▸ **Data listing**
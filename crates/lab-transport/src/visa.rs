//! VISA bus transport
//!
//! Supports resource strings like:
//! - "GPIB0::1::INSTR" (GPIB interface)
//! - "USB0::0x1234::0x5678::SERIAL::INSTR" (USB)
//! - "TCPIP0::192.168.1.100::INSTR" (Ethernet/LXI)
//!
//! Talking to real hardware needs the `visa` feature and a system VISA
//! library. Without the feature, [`VisaTransport::open`] fails with
//! [`TransportError::Unsupported`].

use std::time::Duration;

use crate::error::TransportError;
use crate::{ResourceId, Transport, TransportKind, TransportOptions};

#[cfg(feature = "visa")]
use std::io::{Read, Write};

#[cfg(feature = "visa")]
use tracing::{debug, trace};

/// Size of the buffer used for one VISA read
#[cfg(feature = "visa")]
const READ_CHUNK: usize = 1024;

/// Session with one VISA resource
pub struct VisaTransport {
    resource: ResourceId,
    terminator: String,
    timeout: Duration,
    #[cfg(feature = "visa")]
    session: Option<visa_rs::Instrument>,
}

impl std::fmt::Debug for VisaTransport {
    fn fmt(&self, f: &mut std::fmt::Formatter<'_>) -> std::fmt::Result {
        f.debug_struct("VisaTransport")
            .field("resource", &self.resource)
            .field("terminator", &self.terminator)
            .field("timeout", &self.timeout)
            .finish()
    }
}

impl VisaTransport {
    /// Open a session on a VISA resource
    #[cfg(feature = "visa")]
    pub fn open(resource: &ResourceId, options: &TransportOptions) -> Result<Self, TransportError> {
        use std::ffi::CString;
        use visa_rs::prelude::*;

        let connection_error = |reason: String| TransportError::Connection {
            resource: resource.to_string(),
            reason,
        };

        for key in options.extra.keys() {
            debug!("VISA transport ignores option {:?} for {}", key, resource);
        }

        let rm = DefaultRM::new().map_err(|e| connection_error(e.to_string()))?;
        let name = CString::new(resource.as_str())
            .map_err(|_| TransportError::MalformedResource(resource.to_string()))?;
        let name = visa_rs::VisaString::from(name);
        // TODO: apply the I/O timeout through VI_ATTR_TMO_VALUE; visa-rs only takes the open timeout here
        let session = rm
            .open(&name, AccessMode::NO_LOCK, TIMEOUT_IMMEDIATE)
            .map_err(|e| connection_error(e.to_string()))?;

        debug!("Opened VISA session on {}", resource);
        Ok(Self {
            resource: resource.clone(),
            terminator: options.terminator.clone(),
            timeout: options.timeout,
            session: Some(session),
        })
    }

    /// Open a session on a VISA resource
    #[cfg(not(feature = "visa"))]
    pub fn open(resource: &ResourceId, _options: &TransportOptions) -> Result<Self, TransportError> {
        Err(TransportError::Unsupported(format!(
            "VISA support not enabled, cannot open {}. Rebuild with --features visa",
            resource
        )))
    }

    #[cfg(feature = "visa")]
    fn io_error(&self, source: std::io::Error) -> TransportError {
        TransportError::Io {
            resource: self.resource.to_string(),
            source,
        }
    }
}

#[cfg(feature = "visa")]
impl Transport for VisaTransport {
    fn kind(&self) -> TransportKind {
        TransportKind::BusTransport
    }

    fn resource(&self) -> &ResourceId {
        &self.resource
    }

    fn write(&mut self, payload: &str) -> Result<(), TransportError> {
        let data = format!("{}{}", payload, self.terminator);
        trace!("{} <- {:?}", self.resource, data);
        let session = self
            .session
            .as_mut()
            .ok_or_else(|| TransportError::Closed(self.resource.to_string()))?;
        let result = session.write_all(data.as_bytes());
        result.map_err(|e| self.io_error(e))
    }

    fn read(&mut self, max_bytes: Option<usize>) -> Result<String, TransportError> {
        let session = self
            .session
            .as_mut()
            .ok_or_else(|| TransportError::Closed(self.resource.to_string()))?;

        let mut buf = vec![0u8; max_bytes.unwrap_or(READ_CHUNK)];
        let result = session.read(&mut buf);
        let n = result.map_err(|e| self.io_error(e))?;
        trace!("{} -> {:?}", self.resource, String::from_utf8_lossy(&buf[..n]));
        Ok(crate::decode_reply(&buf[..n]))
    }

    fn timeout(&self) -> Duration {
        self.timeout
    }

    fn set_timeout(&mut self, timeout: Duration) -> Result<Duration, TransportError> {
        Ok(std::mem::replace(&mut self.timeout, timeout))
    }

    fn clear(&mut self) -> Result<(), TransportError> {
        let session = self
            .session
            .as_mut()
            .ok_or_else(|| TransportError::Closed(self.resource.to_string()))?;
        let result = session.flush();
        result.map_err(|e| self.io_error(e))
    }

    fn is_open(&self) -> bool {
        self.session.is_some()
    }

    fn close(&mut self) {
        if self.session.take().is_some() {
            debug!("Closed VISA session {}", self.resource);
        }
    }
}

#[cfg(not(feature = "visa"))]
impl Transport for VisaTransport {
    fn kind(&self) -> TransportKind {
        TransportKind::BusTransport
    }

    fn resource(&self) -> &ResourceId {
        &self.resource
    }

    fn write(&mut self, _payload: &str) -> Result<(), TransportError> {
        Err(TransportError::Closed(self.resource.to_string()))
    }

    fn read(&mut self, _max_bytes: Option<usize>) -> Result<String, TransportError> {
        Err(TransportError::Closed(self.resource.to_string()))
    }

    fn timeout(&self) -> Duration {
        self.timeout
    }

    fn set_timeout(&mut self, timeout: Duration) -> Result<Duration, TransportError> {
        Ok(std::mem::replace(&mut self.timeout, timeout))
    }

    fn is_open(&self) -> bool {
        false
    }

    fn close(&mut self) {}
}

#[cfg(all(test, not(feature = "visa")))]
mod tests {
    use super::*;

    #[test]
    fn test_open_without_feature_is_unsupported() {
        let result = VisaTransport::open(
            &ResourceId::new("GPIB0::1::INSTR"),
            &TransportOptions::default(),
        );
        assert!(matches!(result, Err(TransportError::Unsupported(_))));
    }
}
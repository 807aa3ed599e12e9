//! Replies to instrument queries

use crate::error::CommandFault;

/// Outcome of [`InstrumentConnection::ask`](crate::InstrumentConnection::ask)
#[derive(Debug, Clone, PartialEq)]
pub enum Reply {
    /// The instrument answered (possibly with an empty string on timeout)
    Text(String),
    /// The exchange failed; the fault has already been logged
    Failed(CommandFault),
}

impl Reply {
    /// Whether the exchange completed
    pub fn is_ok(&self) -> bool {
        matches!(self, Reply::Text(_))
    }

    /// The reply text, if the exchange completed
    pub fn text(&self) -> Option<&str> {
        match self {
            Reply::Text(text) => Some(text),
            Reply::Failed(_) => None,
        }
    }

    /// The fault, if the exchange failed
    pub fn fault(&self) -> Option<&CommandFault> {
        match self {
            Reply::Text(_) => None,
            Reply::Failed(fault) => Some(fault),
        }
    }

    /// Parse the reply as a number
    ///
    /// Failed exchanges and unparsable text both yield NaN, the sentinel
    /// measurement loops record for a missing point.
    pub fn as_f64(&self) -> f64 {
        self.text()
            .and_then(|t| t.trim().parse().ok())
            .unwrap_or(f64::NAN)
    }

    /// Convert into a `Result`
    pub fn into_result(self) -> Result<String, CommandFault> {
        match self {
            Reply::Text(text) => Ok(text),
            Reply::Failed(fault) => Err(fault),
        }
    }
}

impl std::fmt::Display for Reply {
    fn fmt(&self, f: &mut std::fmt::Formatter<'_>) -> std::fmt::Result {
        match self {
            Reply::Text(text) => f.write_str(text),
            Reply::Failed(_) => f.write_str("NaN"),
        }
    }
}

#[cfg(test)]
mod tests {
    use super::*;

    #[test]
    fn test_numeric_parsing() {
        assert_eq!(Reply::Text("+077.350".to_string()).as_f64(), 77.35);
        assert_eq!(Reply::Text(" 1e-3 ".to_string()).as_f64(), 0.001);
        assert!(Reply::Text("OVLD".to_string()).as_f64().is_nan());
    }

    #[test]
    fn test_failed_reply_is_nan() {
        let reply = Reply::Failed(CommandFault {
            command: "KRDG? A".to_string(),
            instrument: "LS340".to_string(),
            reason: "broken pipe".to_string(),
        });
        assert!(!reply.is_ok());
        assert!(reply.as_f64().is_nan());
        assert_eq!(reply.to_string(), "NaN");
        assert!(reply.into_result().is_err());
    }
}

▸ **The task**
Start at the first line of the entries and stop at the line that contains "use std::time::Duration;". Repeat every line in that span exactly, and nothing beyond it.

▸ **Task response**
filename crates/lab-transport/src/visa.rs
//! VISA bus transport
//!
//! Supports resource strings like:
//! - "GPIB0::1::INSTR" (GPIB interface)
//! - "USB0::0x1234::0x5678::SERIAL::INSTR" (USB)
//! - "TCPIP0::192.168.1.100::INSTR" (Ethernet/LXI)
//!
//! Talking to real hardware needs the `visa` feature and a system VISA
//! library. Without the feature, [`VisaTransport::open`] fails with
//! [`TransportError::Unsupported`].

use std::time::Duration;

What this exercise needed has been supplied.